(Stored data)
# # # # # # #

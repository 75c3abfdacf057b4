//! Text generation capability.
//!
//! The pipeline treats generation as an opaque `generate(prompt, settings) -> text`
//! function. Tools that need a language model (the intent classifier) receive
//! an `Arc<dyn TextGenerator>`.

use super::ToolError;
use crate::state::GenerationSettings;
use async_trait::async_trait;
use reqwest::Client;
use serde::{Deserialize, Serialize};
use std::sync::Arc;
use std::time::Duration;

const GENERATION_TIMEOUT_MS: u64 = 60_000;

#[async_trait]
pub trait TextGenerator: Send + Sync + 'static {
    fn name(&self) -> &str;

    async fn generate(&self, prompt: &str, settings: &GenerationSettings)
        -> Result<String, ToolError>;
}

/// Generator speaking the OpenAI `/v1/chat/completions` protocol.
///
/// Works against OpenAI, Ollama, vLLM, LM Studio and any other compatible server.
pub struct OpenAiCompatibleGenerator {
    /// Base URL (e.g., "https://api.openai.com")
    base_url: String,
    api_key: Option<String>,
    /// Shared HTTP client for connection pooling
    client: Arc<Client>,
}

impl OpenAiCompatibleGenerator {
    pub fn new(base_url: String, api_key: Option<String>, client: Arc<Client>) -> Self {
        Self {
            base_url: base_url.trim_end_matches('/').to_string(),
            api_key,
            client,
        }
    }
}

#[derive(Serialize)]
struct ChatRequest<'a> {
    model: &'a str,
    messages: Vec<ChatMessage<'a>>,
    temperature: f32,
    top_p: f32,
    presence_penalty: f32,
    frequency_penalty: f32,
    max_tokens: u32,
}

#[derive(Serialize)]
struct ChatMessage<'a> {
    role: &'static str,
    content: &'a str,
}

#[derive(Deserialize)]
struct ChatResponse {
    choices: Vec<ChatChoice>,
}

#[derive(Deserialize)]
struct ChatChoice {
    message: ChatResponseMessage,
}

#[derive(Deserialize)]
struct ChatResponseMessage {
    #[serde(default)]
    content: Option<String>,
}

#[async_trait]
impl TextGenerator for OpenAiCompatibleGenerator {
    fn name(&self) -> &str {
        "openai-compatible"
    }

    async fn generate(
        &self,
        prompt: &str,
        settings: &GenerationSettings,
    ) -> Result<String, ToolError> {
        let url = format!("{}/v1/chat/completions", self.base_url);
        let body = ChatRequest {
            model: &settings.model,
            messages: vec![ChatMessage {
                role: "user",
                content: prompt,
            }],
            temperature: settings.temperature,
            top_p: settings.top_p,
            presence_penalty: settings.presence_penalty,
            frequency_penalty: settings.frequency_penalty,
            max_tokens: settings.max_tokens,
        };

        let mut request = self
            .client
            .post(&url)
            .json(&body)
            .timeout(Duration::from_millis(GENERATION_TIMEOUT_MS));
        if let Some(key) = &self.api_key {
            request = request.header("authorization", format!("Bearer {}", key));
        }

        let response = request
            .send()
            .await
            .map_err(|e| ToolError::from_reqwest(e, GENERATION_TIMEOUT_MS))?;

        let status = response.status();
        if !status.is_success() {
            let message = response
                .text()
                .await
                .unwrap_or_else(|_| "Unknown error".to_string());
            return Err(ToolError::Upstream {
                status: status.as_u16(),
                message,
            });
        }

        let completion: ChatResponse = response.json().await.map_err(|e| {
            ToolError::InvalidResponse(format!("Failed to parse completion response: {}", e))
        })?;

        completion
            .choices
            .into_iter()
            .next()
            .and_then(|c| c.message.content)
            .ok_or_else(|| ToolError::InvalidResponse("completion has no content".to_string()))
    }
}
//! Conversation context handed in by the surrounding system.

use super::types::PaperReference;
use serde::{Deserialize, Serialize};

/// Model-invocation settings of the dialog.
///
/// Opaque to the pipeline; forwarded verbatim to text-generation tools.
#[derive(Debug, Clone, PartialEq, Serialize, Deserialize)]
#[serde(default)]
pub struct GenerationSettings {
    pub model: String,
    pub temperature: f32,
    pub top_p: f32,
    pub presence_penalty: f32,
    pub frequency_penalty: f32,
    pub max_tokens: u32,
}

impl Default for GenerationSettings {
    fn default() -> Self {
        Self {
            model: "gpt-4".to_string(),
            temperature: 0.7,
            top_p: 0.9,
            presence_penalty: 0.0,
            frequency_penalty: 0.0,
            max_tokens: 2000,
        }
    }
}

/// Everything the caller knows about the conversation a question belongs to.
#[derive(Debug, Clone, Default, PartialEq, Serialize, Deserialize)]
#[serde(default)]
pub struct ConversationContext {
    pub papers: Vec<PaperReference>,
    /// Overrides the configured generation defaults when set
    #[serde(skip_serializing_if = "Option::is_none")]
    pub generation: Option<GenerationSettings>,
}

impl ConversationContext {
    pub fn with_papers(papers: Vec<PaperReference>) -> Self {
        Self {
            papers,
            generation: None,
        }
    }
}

# # # # # # #

Aim of the task =
Each and every record above needs writing out exactly.

Exercise answer =
repository 75c3abfdacf057b4
//! Text generation capability.
//!
//! The pipeline treats generation as an opaque `generate(prompt, settings) -> text`
//! function. Tools that need a language model (the intent classifier) receive
//! an `Arc<dyn TextGenerator>`.

use super::ToolError;
use crate::state::GenerationSettings;
use async_trait::async_trait;
use reqwest::Client;
use serde::{Deserialize, Serialize};
use std::sync::Arc;
use std::time::Duration;

const GENERATION_TIMEOUT_MS: u64 = 60_000;

#[async_trait]
pub trait TextGenerator: Send + Sync + 'static {
    fn name(&self) -> &str;

    async fn generate(&self, prompt: &str, settings: &GenerationSettings)
        -> Result<String, ToolError>;
}

/// Generator speaking the OpenAI `/v1/chat/completions` protocol.
///
/// Works against OpenAI, Ollama, vLLM, LM Studio and any other compatible server.
pub struct OpenAiCompatibleGenerator {
    /// Base URL (e.g., "https://api.openai.com")
    base_url: String,
    api_key: Option<String>,
    /// Shared HTTP client for connection pooling
    client: Arc<Client>,
}

impl OpenAiCompatibleGenerator {
    pub fn new(base_url: String, api_key: Option<String>, client: Arc<Client>) -> Self {
        Self {
            base_url: base_url.trim_end_matches('/').to_string(),
            api_key,
            client,
        }
    }
}

#[derive(Serialize)]
struct ChatRequest<'a> {
    model: &'a str,
    messages: Vec<ChatMessage<'a>>,
    temperature: f32,
    top_p: f32,
    presence_penalty: f32,
    frequency_penalty: f32,
    max_tokens: u32,
}

#[derive(Serialize)]
struct ChatMessage<'a> {
    role: &'static str,
    content: &'a str,
}

#[derive(Deserialize)]
struct ChatResponse {
    choices: Vec<ChatChoice>,
}

#[derive(Deserialize)]
struct ChatChoice {
    message: ChatResponseMessage,
}

#[derive(Deserialize)]
struct ChatResponseMessage {
    #[serde(default)]
    content: Option<String>,
}

#[async_trait]
impl TextGenerator for OpenAiCompatibleGenerator {
    fn name(&self) -> &str {
        "openai-compatible"
    }

    async fn generate(
        &self,
        prompt: &str,
        settings: &GenerationSettings,
    ) -> Result<String, ToolError> {
        let url = format!("{}/v1/chat/completions", self.base_url);
        let body = ChatRequest {
            model: &settings.model,
            messages: vec![ChatMessage {
                role: "user",
                content: prompt,
            }],
            temperature: settings.temperature,
            top_p: settings.top_p,
            presence_penalty: settings.presence_penalty,
            frequency_penalty: settings.frequency_penalty,
            max_tokens: settings.max_tokens,
        };

        let mut request = self
            .client
            .post(&url)
            .json(&body)
            .timeout(Duration::from_millis(GENERATION_TIMEOUT_MS));
        if let Some(key) = &self.api_key {
            request = request.header("authorization", format!("Bearer {}", key));
        }

        let response = request
            .send()
            .await
            .map_err(|e| ToolError::from_reqwest(e, GENERATION_TIMEOUT_MS))?;

        let status = response.status();
        if !status.is_success() {
            let message = response
                .text()
                .await
                .unwrap_or_else(|_| "Unknown error".to_string());
            return Err(ToolError::Upstream {
                status: status.as_u16(),
                message,
            });
        }

        let completion: ChatResponse = response.json().await.map_err(|e| {
            ToolError::InvalidResponse(format!("Failed to parse completion response: {}", e))
        })?;

        completion
            .choices
            .into_iter()
            .next()
            .and_then(|c| c.message.content)
            .ok_or_else(|| ToolError::InvalidResponse("completion has no content".to_string()))
    }
}
//! Conversation context handed in by the surrounding system.

use super::types::PaperReference;
use serde::{Deserialize, Serialize};

/// Model-invocation settings of the dialog.
///
/// Opaque to the pipeline; forwarded verbatim to text-generation tools.
#[derive(Debug, Clone, PartialEq, Serialize, Deserialize)]
#[serde(default)]
pub struct GenerationSettings {
    pub model: String,
    pub temperature: f32,
    pub top_p: f32,
    pub presence_penalty: f32,
    pub frequency_penalty: f32,
    pub max_tokens: u32,
}

impl Default for GenerationSettings {
    fn default() -> Self {
        Self {
            model: "gpt-4".to_string(),
            temperature: 0.7,
            top_p: 0.9,
            presence_penalty: 0.0,
            frequency_penalty: 0.0,
            max_tokens: 2000,
        }
    }
}

/// Everything the caller knows about the conversation a question belongs to.
#[derive(Debug, Clone, Default, PartialEq, Serialize, Deserialize)]
#[serde(default)]
pub struct ConversationContext {
    pub papers: Vec<PaperReference>,
    /// Overrides the configured generation defaults when set
    #[serde(skip_serializing_if = "Option::is_none")]
    pub generation: Option<GenerationSettings>,
}

impl ConversationContext {
    pub fn with_papers(papers: Vec<PaperReference>) -> Self {
        Self {
            papers,
            generation: None,
        }
    }
}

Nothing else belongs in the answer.